Desirée sentiu o coração apertar, o medo misturado à dor do amor perdido.

—Joshua… por favor… — implorou, sentindo o desespero engolir cada pedaço de si — Não conte para ninguém, nem para Liz, nem para Sophie… Elas acreditam na mentira…

—Jamais contarei para alguém, as crianças não merecem essa dor de ver a vida ser destruída, de passarem de herdeiros do duque para bastardos de uma qualquer. — Ele respirou fundo, os ombros tensionados, a raiva ainda queimando — Mas você sairá. E rápido. Antes que eu perca o controle de verdade.

— Antes me prometa que não fará mal a eles. — Ela sabia que no momento em que saísse dali estaria deixando seu coração para sempre, mas havia se preocupar com a sua família. — Não fará mal aos meus filhos, nem a minha irmã, nem a Sophie. Deixe que elas cuidem das crianças, elas são tão vítimas quanto você.

— Michael e meu pai foram os únicos a saber dessa sua farsa? — Joshua perguntou. — E não minta pra mim.

— Sim.

— Então elas ficam e em segurança... Mas vocês dois, escórias, eu quero longe da minha vista, ainda hoje.

Ela se encolheu, as lágrimas escorrendo silenciosas, enquanto ele se afastava, cada passo seu ecoando como sentença final. O homem que ela começou a amar, que se tornou o centro de seu mundo, agora a declarava como alguém que deveria desaparecer, e Michael junto com ela.

— Há a propriedade perto nas terras do seu pai. Volte para lá. De onde nunca devia ter saído. — Ele disse com frieza. — Precisamos manter as aparências, então ainda é a duquesa, ao chegar lá, coloque quantos homens quiser na sua cama, mas tenha postura fora dela.

E aquelas palavras, mostraram o tipo de pessoa Joshua agora achava que ela era.

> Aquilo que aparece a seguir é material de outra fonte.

use indexmap::IndexMap;
use rand::Rng;
use rand::seq::index;
use serde::Serialize;

use crate::Level;
use crate::error::CharacterError;
use crate::oracle::{BinaryOracle, RandomSource};
use crate::pool::AttributePool;

#[derive(Debug, Clone, PartialEq, Eq, Serialize)]
pub struct Character {
    name: String,
    attributes: IndexMap<String, Level>,
    points: i64,
}

impl Character {
    /// Sample `count` distinct attributes from `pool` and let the oracle
    /// decide each starting level.
    pub fn generate<S: RandomSource>(
        oracle: &mut BinaryOracle<S>,
        pool: &AttributePool,
        name: impl Into<String>,
        count: usize,
    ) -> Result<Self, CharacterError> {
        Self::generate_with_rng(oracle, pool, name, count, &mut rand::thread_rng())
    }

    /// Like [`Character::generate`], with the attribute sampling driven by `rng`.
    pub fn generate_with_rng<S: RandomSource, R: Rng + ?Sized>(
        oracle: &mut BinaryOracle<S>,
        pool: &AttributePool,
        name: impl Into<String>,
        count: usize,
        rng: &mut R,
    ) -> Result<Self, CharacterError> {
        let mut character = Self {
            name: name.into(),
            attributes: IndexMap::new(),
            points: 0,
        };
        character.top_up_attributes_with_rng(oracle, pool, count, rng)?;
        Ok(character)
    }

    /// Add randomly chosen attributes the character does not have yet until
    /// it holds `count` of them. Existing attributes keep their levels.
    pub fn top_up_attributes<S: RandomSource>(
        &mut self,
        oracle: &mut BinaryOracle<S>,
        pool: &AttributePool,
        count: usize,
    ) -> Result<(), CharacterError> {
        self.top_up_attributes_with_rng(oracle, pool, count, &mut rand::thread_rng())
    }

    pub fn top_up_attributes_with_rng<S: RandomSource, R: Rng + ?Sized>(
        &mut self,
        oracle: &mut BinaryOracle<S>,
        pool: &AttributePool,
        count: usize,
        rng: &mut R,
    ) -> Result<(), CharacterError> {
        if count > pool.len() {
            return Err(CharacterError::NotEnoughAttributes {
                requested: count,
                available: pool.len(),
            });
        }

        let candidates: Vec<&str> = pool
            .iter()
            .filter(|name| !self.attributes.contains_key(*name))
            .collect();
        let wanted = count.saturating_sub(self.attributes.len()).min(candidates.len());

        for idx in index::sample(rng, candidates.len(), wanted) {
            let attribute = candidates[idx];
            let level = oracle.pick_level();
            tracing::debug!(character = %self.name, %attribute, %level, "rolled attribute");
            self.attributes.insert(attribute.to_string(), level);
        }
        Ok(())
    }

    pub fn name(&self) -> &str {
        &self.name
    }

    pub fn attributes(&self) -> &IndexMap<String, Level> {
        &self.attributes
    }

    pub fn points(&self) -> i64 {
        self.points
    }

    pub fn level(&self, attribute: &str) -> Result<Level, CharacterError> {
        self.attributes
            .get(attribute)
            .copied()
            .ok_or_else(|| self.unknown(attribute))
    }

    /// LOW → HIGH. Returns false if the attribute was already HIGH.
    pub fn increment_attribute(&mut self, attribute: &str) -> Result<bool, CharacterError> {
        self.shift_attribute(attribute, Level::raised)
    }

    /// HIGH → LOW. Returns false if the attribute was already LOW.
    pub fn decrement_attribute(&mut self, attribute: &str) -> Result<bool, CharacterError> {
        self.shift_attribute(attribute, Level::lowered)
    }

    fn shift_attribute(
        &mut self,
        attribute: &str,
        step: fn(Level) -> Level,
    ) -> Result<bool, CharacterError> {
        let Some(level) = self.attributes.get_mut(attribute) else {
            return Err(self.unknown(attribute));
        };
        let shifted = step(*level);
        if shifted == *level {
            return Ok(false);
        }
        *level = shifted;
        Ok(true)
    }

    /// Unclamped; a negative delta can push the total below zero.
    pub fn increment_points(&mut self, delta: i64) -> i64 {
        self.points += delta;
        self.points
    }

    /// Spending never takes the total below zero.
    pub fn decrement_points(&mut self, delta: i64) -> i64 {
        self.points = (self.points - delta).max(0);
        self.points
    }

    fn unknown(&self, attribute: &str) -> CharacterError {
        CharacterError::UnknownAttribute {
            character: self.name.clone(),
            attribute: attribute.to_string(),
        }
    }
}
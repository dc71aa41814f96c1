use thiserror::Error;

#[derive(Error, Debug)]
pub enum RssError {
    #[error("Request failed: {0}")]
    HttpRequest(#[from] reqwest::Error),
    #[error("Failed to parse xml: {0}")]
    XmlParse(#[from] libxml::parser::XmlParseError),
    #[error("Failed to render template: {0}")]
    TemplateRender(#[from] askama::Error),
    #[error("Not a valid RSS 2.0 feed: {0}")]
    InvalidFeed(String),
    #[error("Required element <{tag}> missing under <{parent}>")]
    MissingElement { parent: String, tag: String },
    #[error(transparent)]
    Other(#[from] anyhow::Error),
}

pub type Result<T> = anyhow::Result<T, RssError>;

Desirée permaneceu ali, no frio do quarto, ouvindo o som da porta se fechar com um estrondo, sentindo a solidão esmagadora e a certeza de que tinha perdido Joshua para sempre. E, mesmo com todo o medo e desespero, a prioridade ainda eram as crianças. A segurança delas, mesmo que custasse o homem que amava, seria sua responsabilidade.

O silêncio se espalhou pelo quarto. Ela se sentou na beira da cama, abraçando-se, tremendo, enquanto a noite avançava lá fora e o vento frio sussurrava pelas janelas. Cada lembrança de Joshua, cada toque e cada olhar perdido, parecia agora uma ferida aberta que não pararia de sangrar.